* Records for this task
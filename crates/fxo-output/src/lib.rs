#![doc = include_str!("../README.md")]
#![doc(issue_tracker_base_url = "https://github.com/factordynamics/fxo/issues/")]
#![cfg_attr(docsrs, feature(doc_cfg, doc_auto_cfg))]
#![warn(missing_docs)]
#![forbid(unsafe_code)]

pub mod error;
pub mod export;
pub mod sqlite;
pub mod views;

pub use error::{OutputError, Result};
pub use export::{save_csv, to_dataframe, write_csv};
pub use sqlite::{
    SqliteExportOptions, SqliteExporter, TableSchema, filing_set_to_sqlite, pages_to_sqlite,
};
pub use views::{SqliteView, default_views};

/// Version information.
pub const VERSION: &str = env!("CARGO_PKG_VERSION");

#[cfg(test)]
mod tests {
    use super::*;

    #[test]
    fn test_version() {
        assert!(!VERSION.is_empty());
    }
}
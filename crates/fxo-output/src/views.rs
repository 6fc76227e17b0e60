//! Analysis views created in exported databases.
//!
//! A view is created only when every table it reads exists in the
//! database, and never over an existing view of the same name.

/// An SQL view together with the tables it reads.
#[derive(Debug, Clone, PartialEq, Eq)]
pub struct SqliteView {
    /// View name
    pub name: String,
    /// Tables that must exist before the view is created
    pub required_tables: Vec<String>,
    /// `SELECT` statement of the view
    pub sql: String,
}

impl SqliteView {
    /// Create a view definition.
    pub fn new<I, S>(name: impl Into<String>, required_tables: I, sql: impl Into<String>) -> Self
    where
        I: IntoIterator<Item = S>,
        S: Into<String>,
    {
        Self {
            name: name.into(),
            required_tables: required_tables.into_iter().map(Into::into).collect(),
            sql: sql.into(),
        }
    }

    /// `CREATE VIEW` statement.
    pub fn create_sql(&self) -> String {
        format!("CREATE VIEW {}\nAS\n{}", self.name, self.sql.trim())
    }

    /// All required tables are in `tables`.
    pub fn is_supported_by(&self, tables: &[&str]) -> bool {
        self.required_tables
            .iter()
            .all(|required| tables.contains(&required.as_str()))
    }
}

/// Summation and duplicate errors, most severe first.
///
/// Only one language version of each enclosure is kept: filings with the
/// same entity and reporting date are treated as one enclosure. Each
/// pair of duplicated values is listed once.
///
/// Columns: `entity_name`, `reporting_date`, `problem` (`calc` or
/// `duplicate`), `reportedK`, `computedOrDuplicateK`, `reportedErrorK`,
/// `errorPercent`, `calc_line_item`, `calc_short_role`,
/// `calc_context_id`, `language`, `filing_api_id`, `entity_api_id` and
/// `validation_message_api_id`.
pub const VIEW_NUMERIC_ERRORS_SQL: &str = "
WITH fs AS (
  SELECT
    name AS entity_name,
    reporting_date,
    language,
    Filing.api_id,
    entity_api_id,
    row_number() OVER (
      PARTITION BY entity_api_id, reporting_date ORDER BY language
    ) AS lan_order
  FROM Filing
    JOIN Entity ON Entity.api_id = entity_api_id
),
v AS (
  SELECT
    filing_api_id,
    duplicate_lesser AS lesser,
    duplicate_greater AS greater,
    code,
    api_id AS validation_message_api_id,
    row_number() OVER (
      PARTITION BY duplicate_greater, duplicate_lesser
    ) AS dup_occur
  FROM ValidationMessage
)
SELECT * FROM (
  SELECT
    entity_name,
    reporting_date,
    'duplicate' AS problem,
    lesser/1000 AS reportedK,
    greater/1000 AS computedOrDuplicateK,
    (greater-lesser)/1000 AS reportedErrorK,
    round(100*abs((greater-lesser)/lesser), 2) AS errorPercent,
    NULL AS calc_line_item,
    NULL AS calc_short_role,
    NULL AS calc_context_id,
    language,
    filing_api_id,
    entity_api_id,
    validation_message_api_id
  FROM fs INNER JOIN v ON filing_api_id = fs.api_id
  WHERE
    dup_occur = 1
    AND lan_order = 1
    AND code = 'message:tech_duplicated_facts1'

  UNION ALL

  SELECT
    entity_name,
    reporting_date,
    'calc' AS problem,
    calc_reported_sum/1000 AS reportedK,
    calc_computed_sum/1000 AS computedOrDuplicateK,
    abs(calc_reported_sum-calc_computed_sum)/1000 AS reportedErrorK,
    round(
      100*abs((calc_reported_sum-calc_computed_sum)/calc_reported_sum), 2
    ) AS errorPercent,
    calc_line_item,
    calc_short_role,
    calc_context_id,
    language,
    filing_api_id,
    entity_api_id,
    ValidationMessage.api_id AS validation_message_api_id
  FROM fs
    JOIN ValidationMessage ON filing_api_id = fs.api_id
  WHERE lan_order = 1 AND code = 'xbrl.5.2.5.2:calcInconsistency'
)
ORDER BY errorPercent DESC NULLS FIRST
";

/// Language versions of each enclosure on one row, by entity name and
/// reporting date.
///
/// Count columns are averages over the language versions.
pub const VIEW_ENCLOSURE_SQL: &str = "
SELECT
  name AS entity_name,
  reporting_date,
  country,
  group_concat(language, ', ') AS languages,
  group_concat(f.api_id, ', ') AS filing_api_ids,
  avg(error_count) AS error_count,
  avg(inconsistency_count) AS inconsistency_count,
  avg(warning_count) AS warning_count,
  added_time,
  processed_time,
  identifier,
  e.api_id AS entity_api_id
FROM Filing AS f
  JOIN Entity AS e ON f.entity_api_id = e.api_id
GROUP BY e.api_id, reporting_date
ORDER BY name, reporting_date
";

/// Age of the filings in months of 29.53 days, oldest first, and the
/// days from adding to processing.
pub const VIEW_FILING_AGE_SQL: &str = "
SELECT
  name AS entity_name,
  reporting_date,
  cast(round(
    (julianday(date('now'))-julianday(reporting_date))/29.53
  ) AS INTEGER) AS ageNowMonths,
  country,
  language,
  added_time,
  processed_time,
  cast(round(
    julianday(date(processed_time))-julianday(date(added_time))
  ) AS INTEGER) AS addedToProcessedDays,
  f.api_id AS filing_api_id,
  e.api_id AS entity_api_id
FROM Filing AS f
  JOIN Entity AS e ON f.entity_api_id=e.api_id
ORDER BY ageNowMonths DESC
";

/// `ViewNumericErrors`, `ViewEnclosure` and `ViewFilingAge`.
pub fn default_views() -> Vec<SqliteView> {
    vec![
        SqliteView::new(
            "ViewNumericErrors",
            ["ValidationMessage", "Entity"],
            VIEW_NUMERIC_ERRORS_SQL,
        ),
        SqliteView::new("ViewEnclosure", ["Entity"], VIEW_ENCLOSURE_SQL),
        SqliteView::new("ViewFilingAge", ["Entity"], VIEW_FILING_AGE_SQL),
    ]
}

* Assignment
Each line in the records above with "JOIN" must be returned.

* Result for this exercise
    JOIN Entity ON Entity.api_id = entity_api_id
  FROM fs INNER JOIN v ON filing_api_id = fs.api_id
    JOIN ValidationMessage ON filing_api_id = fs.api_id
  JOIN Entity AS e ON f.entity_api_id = e.api_id
  JOIN Entity AS e ON f.entity_api_id=e.api_id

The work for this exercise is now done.